Uncertainty about the Affordable Care Act'sinsurance exchanges and presidential campaign politics could affect markets for the for-profit hospital sector in the year ahead, Fitch Ratings said in a new report.
“After surviving myriad political and legal battles, the ACA now faces a long period of logistical difficulties in implementation,” Fitch analysts wrote.

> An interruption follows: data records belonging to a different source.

/// Compact magnitude: `1.2K`, `15K`, `3.4M`; `N/A` when undefined.
pub(crate) fn format_number(value: Option<f64>) -> String {
    format_compact(value, "")
}

/// Like [`format_number`] with a euro prefix after the sign: `-€1.5K`.
pub(crate) fn format_currency(value: Option<f64>) -> String {
    format_compact(value, "€")
}

fn format_compact(value: Option<f64>, prefix: &str) -> String {
    let Some(v) = value.filter(|v| v.is_finite()) else {
        return "N/A".to_string();
    };
    let sign = if v < 0.0 { "-" } else { "" };
    let a = v.abs();
    if a >= 1_000_000.0 {
        format!("{sign}{prefix}{:.1}M", a / 1_000_000.0)
    } else if a >= 10_000.0 {
        format!("{sign}{prefix}{:.0}K", a / 1_000.0)
    } else if a >= 1_000.0 {
        format!("{sign}{prefix}{:.1}K", a / 1_000.0)
    } else {
        format!("{sign}{prefix}{a:.0}")
    }
}

/// One-decimal percentage, `N/A` when undefined.
pub(crate) fn format_pct(value: Option<f64>) -> String {
    match value {
        Some(v) if v.is_finite() => format!("{v:.1}%"),
        _ => "N/A".to_string(),
    }
}

/// Pad or truncate to exactly `width` characters.
pub(crate) fn pad_right(s: &str, width: usize) -> String {
    let n = s.chars().count();
    if n > width {
        let mut out: String = s.chars().take(width.saturating_sub(2)).collect();
        out.push_str("..");
        out
    } else {
        format!("{s}{}", " ".repeat(width - n))
    }
}
//! Random-forest regression: bootstrap-sampled CART trees split on variance
//! reduction, predictions averaged.

use rand::rngs::StdRng;
use rand::{Rng, SeedableRng};
use serde::{Deserialize, Serialize};

use matplan_recon::config::PredictorConfig;

use crate::features::{FeatureRow, N_FEATURES};

#[derive(Debug, Clone, Copy, PartialEq, Serialize, Deserialize)]
pub struct ForestParams {
    pub n_trees: usize,
    pub max_depth: usize,
    pub min_samples_split: usize,
    pub min_samples_leaf: usize,
    pub seed: u64,
}

impl From<&PredictorConfig> for ForestParams {
    fn from(c: &PredictorConfig) -> Self {
        Self {
            n_trees: c.n_trees,
            max_depth: c.max_depth,
            min_samples_split: c.min_samples_split,
            min_samples_leaf: c.min_samples_leaf,
            seed: c.seed,
        }
    }
}

// ---------------------------------------------------------------------------
// Tree
// ---------------------------------------------------------------------------

#[derive(Debug, Clone, PartialEq, Serialize, Deserialize)]
#[serde(tag = "node", rename_all = "snake_case")]
enum Node {
    Leaf {
        value: f64,
    },
    Split {
        feature: usize,
        threshold: f64,
        left: usize,
        right: usize,
    },
}

#[derive(Debug, Clone, PartialEq, Serialize, Deserialize)]
pub struct RegressionTree {
    nodes: Vec<Node>,
}

struct Best {
    feature: usize,
    threshold: f64,
    gain: f64,
    /// Number of samples going left once sorted on `feature`.
    left_len: usize,
}

struct TreeBuilder<'a> {
    x: &'a [FeatureRow],
    y: &'a [f64],
    params: &'a ForestParams,
    nodes: Vec<Node>,
    importance: [f64; N_FEATURES],
}

fn sse(y: &[f64], idx: &[usize]) -> (f64, f64) {
    let n = idx.len() as f64;
    let sum: f64 = idx.iter().map(|&i| y[i]).sum();
    let sq: f64 = idx.iter().map(|&i| y[i] * y[i]).sum();
    (sum / n, (sq - sum * sum / n).max(0.0))
}

impl TreeBuilder<'_> {
    fn build(&mut self, idx: &mut [usize], depth: usize) -> usize {
        let (mean, parent_sse) = sse(self.y, idx);
        let slot = self.nodes.len();
        self.nodes.push(Node::Leaf { value: mean });

        if depth >= self.params.max_depth
            || idx.len() < self.params.min_samples_split.max(2)
            || parent_sse <= f64::EPSILON
        {
            return slot;
        }

        let Some(best) = self.best_split(idx, parent_sse) else {
            return slot;
        };

        idx.sort_by(|&a, &b| self.x[a][best.feature].total_cmp(&self.x[b][best.feature]));
        self.importance[best.feature] += best.gain;

        let (left_idx, right_idx) = idx.split_at_mut(best.left_len);
        let left = self.build(left_idx, depth + 1);
        let right = self.build(right_idx, depth + 1);
        self.nodes[slot] = Node::Split {
            feature: best.feature,
            threshold: best.threshold,
            left,
            right,
        };
        slot
    }

    fn best_split(&self, idx: &[usize], parent_sse: f64) -> Option<Best> {
        let n = idx.len();
        let min_leaf = self.params.min_samples_leaf.max(1);
        let total_sum: f64 = idx.iter().map(|&i| self.y[i]).sum();
        let total_sq: f64 = idx.iter().map(|&i| self.y[i] * self.y[i]).sum();

        let mut best: Option<Best> = None;
        let mut order: Vec<usize> = idx.to_vec();

        for feature in 0..N_FEATURES {
            order.sort_by(|&a, &b| self.x[a][feature].total_cmp(&self.x[b][feature]));

            let (mut left_sum, mut left_sq) = (0.0, 0.0);
            for k in 0..n - 1 {
                let yi = self.y[order[k]];
                left_sum += yi;
                left_sq += yi * yi;

                let left_n = k + 1;
                let right_n = n - left_n;
                if left_n < min_leaf || right_n < min_leaf {
                    continue;
                }
                let here = self.x[order[k]][feature];
                let next = self.x[order[k + 1]][feature];
                if here == next {
                    continue;
                }

                let right_sum = total_sum - left_sum;
                let right_sq = total_sq - left_sq;
                let left_sse = left_sq - left_sum * left_sum / left_n as f64;
                let right_sse = right_sq - right_sum * right_sum / right_n as f64;
                let gain = parent_sse - left_sse - right_sse;

                if gain > 1e-12 && best.as_ref().map_or(true, |b| gain > b.gain) {
                    best = Some(Best {
                        feature,
                        threshold: (here + next) / 2.0,
                        gain,
                        left_len: left_n,
                    });
                }
            }
        }
        best
    }
}

impl RegressionTree {
    fn fit(x: &[FeatureRow], y: &[f64], sample: &mut [usize], params: &ForestParams) -> (Self, [f64; N_FEATURES]) {
        let mut builder = TreeBuilder {
            x,
            y,
            params,
            nodes: Vec::new(),
            importance: [0.0; N_FEATURES],
        };
        builder.build(sample, 0);
        (Self { nodes: builder.nodes }, builder.importance)
    }

    pub fn predict(&self, row: &FeatureRow) -> f64 {
        let mut at = 0;
        loop {
            match self.nodes.get(at) {
                Some(Node::Leaf { value }) => return *value,
                Some(Node::Split {
                    feature,
                    threshold,
                    left,
                    right,
                }) => {
                    at = if row[*feature] <= *threshold { *left } else { *right };
                }
                None => return 0.0,
            }
        }
    }

    pub fn node_count(&self) -> usize {
        self.nodes.len()
    }
}

// ---------------------------------------------------------------------------
// Forest
// ---------------------------------------------------------------------------

#[derive(Debug, Clone, PartialEq, Serialize, Deserialize)]
pub struct RandomForest {
    params: ForestParams,
    trees: Vec<RegressionTree>,
    feature_importances: Vec<f64>,
}

fn normalized(v: &[f64]) -> Vec<f64> {
    let total: f64 = v.iter().sum();
    if total > 0.0 {
        v.iter().map(|x| x / total).collect()
    } else {
        vec![0.0; v.len()]
    }
}

impl RandomForest {
    /// Deterministic for a given `params.seed`. With no samples the forest
    /// has no trees and predicts 0.
    pub fn fit(x: &[FeatureRow], y: &[f64], params: ForestParams) -> Self {
        let n = x.len().min(y.len());
        let mut rng = StdRng::seed_from_u64(params.seed);
        let mut trees = Vec::with_capacity(params.n_trees);
        let mut importance_sum = vec![0.0; N_FEATURES];

        if n > 0 {
            for _ in 0..params.n_trees {
                let mut sample: Vec<usize> = (0..n).map(|_| rng.gen_range(0..n)).collect();
                let (tree, importance) = RegressionTree::fit(x, y, &mut sample, &params);
                for (acc, v) in importance_sum.iter_mut().zip(normalized(&importance)) {
                    *acc += v;
                }
                trees.push(tree);
            }
        }

        Self {
            params,
            feature_importances: normalized(&importance_sum),
            trees,
        }
    }

    pub fn tree_predictions(&self, row: &FeatureRow) -> Vec<f64> {
        self.trees.iter().map(|t| t.predict(row)).collect()
    }

    pub fn predict(&self, row: &FeatureRow) -> f64 {
        let preds = self.tree_predictions(row);
        if preds.is_empty() {
            return 0.0;
        }
        preds.iter().sum::<f64>() / preds.len() as f64
    }

    /// Impurity-based importances, summing to 1 (all zero if no split was made).
    pub fn feature_importances(&self) -> &[f64] {
        &self.feature_importances
    }

    pub fn n_trees(&self) -> usize {
        self.trees.len()
    }

    pub fn params(&self) -> &ForestParams {
        &self.params
    }
}

/// Coefficient of determination. A constant target scores 1 when predicted
/// exactly, else 0.
pub fn r2_score(y_true: &[f64], y_pred: &[f64]) -> f64 {
    let n = y_true.len() as f64;
    if n == 0.0 {
        return 0.0;
    }
    let mean = y_true.iter().sum::<f64>() / n;
    let ss_res: f64 = y_true.iter().zip(y_pred).map(|(t, p)| (t - p).powi(2)).sum();
    let ss_tot: f64 = y_true.iter().map(|t| (t - mean).powi(2)).sum();
    if ss_tot == 0.0 {
        return if ss_res == 0.0 { 1.0 } else { 0.0 };
    }
    1.0 - ss_res / ss_tot
}

#[cfg(test)]
mod tests {
    use super::*;

    fn params(n_trees: usize) -> ForestParams {
        ForestParams {
            n_trees,
            max_depth: 10,
            min_samples_split: 2,
            min_samples_leaf: 1,
            seed: 42,
        }
    }

    fn row(a: f64) -> FeatureRow {
        let mut r = [0.0; N_FEATURES];
        r[2] = a;
        r
    }

    #[test]
    fn single_tree_learns_step() {
        let x: Vec<FeatureRow> = (0..10).map(|i| row(i as f64)).collect();
        let y: Vec<f64> = (0..10).map(|i| if i < 5 { 10.0 } else { 50.0 }).collect();
        let mut sample: Vec<usize> = (0..10).collect();
        let (tree, importance) = RegressionTree::fit(&x, &y, &mut sample, &params(1));
        assert_eq!(tree.predict(&row(1.0)), 10.0);
        assert_eq!(tree.predict(&row(8.0)), 50.0);
        assert_eq!(tree.node_count(), 3);
        assert!(importance[2] > 0.0);
        assert_eq!(importance[0], 0.0);
    }

    #[test]
    fn leaf_size_respected() {
        let x: Vec<FeatureRow> = (0..4).map(|i| row(i as f64)).collect();
        let y = vec![0.0, 100.0, 100.0, 100.0];
        let mut sample: Vec<usize> = (0..4).collect();
        let p = ForestParams {
            min_samples_leaf: 2,
            ..params(1)
        };
        let (tree, _) = RegressionTree::fit(&x, &y, &mut sample, &p);
        // row 0 can never sit in a leaf of its own
        assert_eq!(tree.predict(&row(0.0)), 50.0);
    }

    #[test]
    fn forest_is_deterministic() {
        let x: Vec<FeatureRow> = (0..30).map(|i| row(i as f64)).collect();
        let y: Vec<f64> = (0..30).map(|i| (i * 2) as f64).collect();
        let a = RandomForest::fit(&x, &y, params(20));
        let b = RandomForest::fit(&x, &y, params(20));
        assert_eq!(a, b);
        assert_eq!(a.n_trees(), 20);

        let p = a.predict(&row(15.0));
        assert!((p - 30.0).abs() < 6.0, "prediction {p}");
        let imp: f64 = a.feature_importances().iter().sum();
        assert!((imp - 1.0).abs() < 1e-9);
        assert!(a.feature_importances()[2] > 0.99);
    }

    #[test]
    fn r2() {
        assert_eq!(r2_score(&[1.0, 2.0, 3.0], &[1.0, 2.0, 3.0]), 1.0);
        assert_eq!(r2_score(&[1.0, 2.0, 3.0], &[2.0, 2.0, 2.0]), 0.0);
        assert_eq!(r2_score(&[4.0, 4.0], &[4.0, 4.0]), 1.0);
        assert_eq!(r2_score(&[4.0, 4.0], &[3.0, 4.0]), 0.0);
    }
}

That includes state holdouts on Medicaid expansion, including Florida and Texas, and questions about insurers' willingness to market health plans in ACA exchanges, said Megan Neuburger, a managing director with the ratings agency.
“It's just such a big, complicated piece of legislation that's now this living, breathing thing,” Neuberger said.
Insurer UnitedHealth Group said it may exit the exchanges after reporting 2015 losses in the market. For hospitals, that could be a signal that “future growth in exchange volumes may be tepid,” Fitch stated.
At the same time, headlines from the presidential campaign could roil equity markets in the coming year, and that could influence hospital operators' capital priorities, Fitch said.
Hospitals benefited from the reform law's insurance expansion, with more demand and less uncompensated care, although it is unclear how other factors, such as the economic recovery, may have contributed to stronger bottom lines, Neuberger said.
Those gains may have started to taper late last year, but volume is not expected to slump as much as it did following the recession, she said.